**Task brief:**
Copy all the lines of the data that include the word "Some".
(Beginning of Information shown)
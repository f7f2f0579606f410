//! Jupiter 接口里以字符串传输的数值与地址字段。

pub mod field_as_string {
    use std::fmt::Display;
    use std::str::FromStr;

    use serde::{Deserialize, Deserializer, Serializer, de};

    pub fn serialize<T, S>(value: &T, serializer: S) -> Result<S::Ok, S::Error>
    where
        T: Display,
        S: Serializer,
    {
        serializer.collect_str(value)
    }

    pub fn deserialize<'de, T, D>(deserializer: D) -> Result<T, D::Error>
    where
        T: FromStr,
        T::Err: Display,
        D: Deserializer<'de>,
    {
        let raw = String::deserialize(deserializer)?;
        raw.trim()
            .parse()
            .map_err(|err| de::Error::custom(format!("无法解析 `{raw}`: {err}")))
    }
}

pub mod option_field_as_string {
    use std::fmt::Display;
    use std::str::FromStr;

    use serde::{Deserialize, Deserializer, Serializer, de};

    pub fn serialize<T, S>(value: &Option<T>, serializer: S) -> Result<S::Ok, S::Error>
    where
        T: Display,
        S: Serializer,
    {
        match value {
            Some(inner) => serializer.collect_str(inner),
            None => serializer.serialize_none(),
        }
    }

    pub fn deserialize<'de, T, D>(deserializer: D) -> Result<Option<T>, D::Error>
    where
        T: FromStr,
        T::Err: Display,
        D: Deserializer<'de>,
    {
        match Option::<String>::deserialize(deserializer)? {
            Some(raw) if raw.trim().is_empty() => Ok(None),
            Some(raw) => raw
                .trim()
                .parse()
                .map(Some)
                .map_err(|err| de::Error::custom(format!("无法解析 `{raw}`: {err}"))),
            None => Ok(None),
        }
    }
}

#[cfg(test)]
mod tests {
    use serde::{Deserialize, Serialize};
    use solana_sdk::pubkey::Pubkey;

    #[derive(Debug, Serialize, Deserialize, PartialEq)]
    struct Sample {
        #[serde(with = "super::field_as_string")]
        amount: u64,
        #[serde(with = "super::option_field_as_string", default)]
        account: Option<Pubkey>,
    }

    #[test]
    fn numbers_travel_as_strings() {
        let sample = Sample {
            amount: 42,
            account: None,
        };
        let encoded = serde_json::to_string(&sample).expect("encode");
        assert_eq!(encoded, r#"{"amount":"42","account":null}"#);

        let decoded: Sample =
            serde_json::from_str(r#"{"amount":" 7 ","account":""}"#).expect("decode");
        assert_eq!(decoded.amount, 7);
        assert!(decoded.account.is_none());

        assert!(serde_json::from_str::<Sample>(r#"{"amount":"x"}"#).is_err());
    }
}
(End of Information shown)
**Answer:**
            Some(inner) => serializer.collect_str(inner),
            Some(raw) if raw.trim().is_empty() => Ok(None),
            Some(raw) => raw
                .map(Some)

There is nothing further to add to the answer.